Forscher verbinden Brennstoffzellen und Hybridantrieb und vermeiden Emissionen

Wer die kleinen Elektromobile von Hotzenblitz kennt, weiß wahrscheinlich, dass sie Strom tanken müssen, um mobil zu bleiben. Der Prototyp namens Hylite zeigt nun, wie sich das ändern lässt. Das Deutsche Zentrum für Luft- und Raumfahrt (DLR) entwickelte das Auto in Zusammenarbeit mit mehreren Auto-Zulieferern. Als Grundlage diente der ultraleichte Hotzenblitz.

Brennstoffzellen-Hybridantrieb
Beim Hylite handelt es sich um ein so genanntes Brennstoffzellen-Hybridfahrzeug. Das bedeutet: Das Auto tankt nicht Strom wie der Hotzenblitz, sondern Wasserstoff. Daraus gewinnt der Hylite mit Hilfe von Brennstoffzellen elektrische Energie, die einen Elektroantrieb speist. Dieses Prinzip macht das Auto emissionsfrei, denn als ,Abgas" entsteht in der Brennstoffzelle ausschließlich Wasser. In der Wunderzelle läuft keine wirkliche Verbrennung ab wie zum Beispiel im normalen Ottomotor. Stattdessen reagiert der Wasserstoff auf elektrochemischem Wege mit dem Sauerstoff der Luft. Diese viel kontrolliertere Art der Reaktion führt dazu, dass keine Nebenprodukte entstehen.

Variabler Arbeitsdruck
Eine Besonderheit des Hylite stellt sein Niederdruck-Brennstoffzellensystem dar. Es arbeitet bei einem maximalen Druck von etwa 2,2 bar. Dieser Druck kommt aber nur dann zustande, wenn das Auto gerade maximale Leistung braucht, ansonsten ist er niedriger. Der variable Druck erhöht die energetische Effizienz. Eine weitere Neuheit: Bisher mussten Wasserstoff und Luft extra befeuchtet werden, bevor die Gase in die Brennstoffzelle strömten. Dank des Einsatzes von Brennstoffzellenstapeln mit direkter Wassereinspritzung ("direct water injection") konnte auf diese technisch aufwendige Lösung verzichtet werden.

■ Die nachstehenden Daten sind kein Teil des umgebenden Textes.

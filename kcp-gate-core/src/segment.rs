//! Segments and the per-engine segment pool

use crate::buffer::ByteBuffer;
use crate::protocol::{constants, Command, ConvId, SegmentHeader, SeqNum, Timestamp};
use bytes::BytesMut;

/// One fragment of one message, plus sender-side retransmission state.
#[derive(Debug)]
pub struct Segment {
    pub conv: ConvId,
    pub cmd: Command,
    pub frg: u8,
    pub wnd: u16,
    pub ts: Timestamp,
    pub sn: SeqNum,
    pub una: SeqNum,
    pub data: BytesMut,

    // Internal fields for protocol logic
    pub resendts: Timestamp,
    pub rto: u32,
    pub fastack: u32,
    pub xmit: u32,
}

impl Default for Segment {
    fn default() -> Self {
        Self {
            conv: 0,
            cmd: Command::Push,
            frg: 0,
            wnd: 0,
            ts: 0,
            sn: 0,
            una: 0,
            data: BytesMut::new(),
            resendts: 0,
            rto: 0,
            fastack: 0,
            xmit: 0,
        }
    }
}

impl Segment {
    /// Reset every field; the payload keeps its allocation.
    pub fn reset(&mut self) {
        self.conv = 0;
        self.cmd = Command::Push;
        self.frg = 0;
        self.wnd = 0;
        self.ts = 0;
        self.sn = 0;
        self.una = 0;
        self.data.clear();
        self.resendts = 0;
        self.rto = 0;
        self.fastack = 0;
        self.xmit = 0;
    }

    /// Fill the header fields from a decoded frame header.
    pub fn apply_header(&mut self, header: &SegmentHeader) {
        self.conv = header.conv;
        self.cmd = header.cmd;
        self.frg = header.frg;
        self.wnd = header.wnd;
        self.ts = header.ts;
        self.sn = header.sn;
        self.una = header.una;
    }

    /// Header describing this segment and its payload length.
    pub fn header(&self) -> SegmentHeader {
        SegmentHeader {
            conv: self.conv,
            cmd: self.cmd,
            frg: self.frg,
            wnd: self.wnd,
            ts: self.ts,
            sn: self.sn,
            una: self.una,
            len: self.data.len() as u32,
        }
    }

    /// Encode header and payload at the buffer cursor.
    pub fn encode(&self, buf: &mut ByteBuffer) {
        buf.ensure_capacity(self.size());
        self.header().encode(buf);
        buf.write_bytes(&self.data);
    }

    /// Get total segment size
    pub fn size(&self) -> usize {
        SegmentHeader::SIZE + self.data.len()
    }
}

/// Free list of reusable segments.
///
/// `lease` hands out a segment by value and `release` takes it back by
/// value, so a segment has exactly one holder at a time and cannot be
/// returned twice.
#[derive(Debug)]
pub struct SegmentPool {
    free: Vec<Segment>,
    max_free: usize,
    allocated: u64,
}

impl SegmentPool {
    /// Default number of idle segments kept around.
    pub const DEFAULT_MAX_FREE: usize = (constants::IKCP_WND_RCV * 2) as usize;

    pub fn new(max_free: usize) -> Self {
        Self {
            free: Vec::new(),
            max_free,
            allocated: 0,
        }
    }

    /// Take a clean segment, reusing a released one if possible.
    pub fn lease(&mut self) -> Segment {
        match self.free.pop() {
            Some(seg) => seg,
            None => {
                self.allocated += 1;
                Segment::default()
            }
        }
    }

    /// Return a segment; anything beyond `max_free` is dropped.
    pub fn release(&mut self, mut seg: Segment) {
        if self.free.len() < self.max_free {
            seg.reset();
            self.free.push(seg);
        }
    }

    /// Idle segments ready for reuse.
    pub fn available(&self) -> usize {
        self.free.len()
    }

    /// Segments ever allocated by this pool.
    pub fn allocated(&self) -> u64 {
        self.allocated
    }
}

impl Default for SegmentPool {
    fn default() -> Self {
        Self::new(Self::DEFAULT_MAX_FREE)
    }
}

#[cfg(test)]
mod tests {
    use super::*;

    #[test]
    fn test_release_clears_and_reuses() {
        let mut pool = SegmentPool::new(4);
        let mut seg = pool.lease();
        assert_eq!(pool.allocated(), 1);

        seg.conv = 9;
        seg.cmd = Command::Ack;
        seg.sn = 42;
        seg.xmit = 3;
        seg.data.extend_from_slice(b"payload");
        let capacity = seg.data.capacity();
        pool.release(seg);
        assert_eq!(pool.available(), 1);

        let seg = pool.lease();
        assert_eq!(pool.allocated(), 1);
        assert_eq!(seg.conv, 0);
        assert_eq!(seg.cmd, Command::Push);
        assert_eq!(seg.sn, 0);
        assert_eq!(seg.xmit, 0);
        assert!(seg.data.is_empty());
        assert_eq!(seg.data.capacity(), capacity);
    }

    #[test]
    fn test_pool_is_bounded() {
        let mut pool = SegmentPool::new(2);
        let segs: Vec<Segment> = (0..5).map(|_| pool.lease()).collect();
        for seg in segs {
            pool.release(seg);
        }
        assert_eq!(pool.available(), 2);
        assert_eq!(pool.allocated(), 5);
    }

    #[test]
    fn test_encode_layout() {
        let mut seg = Segment::default();
        seg.conv = 0x01020304;
        seg.cmd = Command::WindowTell;
        seg.wnd = 128;
        seg.data.extend_from_slice(&[0xAA, 0xBB]);

        let mut buf = ByteBuffer::with_capacity(8);
        seg.encode(&mut buf);
        let frame = buf.take();

        assert_eq!(frame.len(), 26);
        assert_eq!(&frame[..4], &[4, 3, 2, 1]);
        assert_eq!(frame[4], 84);
        assert_eq!(&frame[6..8], &[128, 0]);
        assert_eq!(&frame[20..24], &[2, 0, 0, 0]);

        let header = SegmentHeader::decode(&frame).unwrap();
        assert_eq!(header.cmd, Command::WindowTell);
        assert_eq!(header.len, 2);
    }
}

Ganz andere Art von Hybridfahrzeug
Der Hylite ist streng genommen ein Hybridfahrzeug. Diese Bezeichnung steht für Autos, die zwei Antriebe besitzen. Beim Hylite hat der Ausdruck jedoch eine ganz andere Bedeutung als bei den Hybridautos, die bereits auf dem Markt sind. Beim Toyota Prius, Honda Civic IMA und Lexus RX 400h arbeitet ein normaler Benzinmotor mit einem oder zwei Elektromotoren Hand in Hand. Auch der Hylite besitzt gewissermaßen zwei Antriebe. Denn neben dem Brennstoffzellensystem hat das Auto eine Traktionsbatterie. Beim Bremsen wandelt der Prototyp die Bewegungsenergie um in elektrische Energie, die dann in die Batterie eingespeist werden kann. Dieses energetische Zubrot kann man als zweite Antriebsquelle verstehen – insofern hat die Bezeichnung Hybridfahrzeug ihre Berechtigung.

Speicherkapazität soll noch verbessert werden
Für die Zukunft will die Projektgruppe die für den Hylite entwickelten Metallhydridspeicher für die Anwendung in Autos weiter verbessern. Vor allem die Speicherkapazität soll noch höher werden. Auf jeden Fall ist der Hylite wieder ein Schritt in Richtung Zukunft. Und die heißt im Automobilbau nach Ansicht vieler Experten Wasserstoff.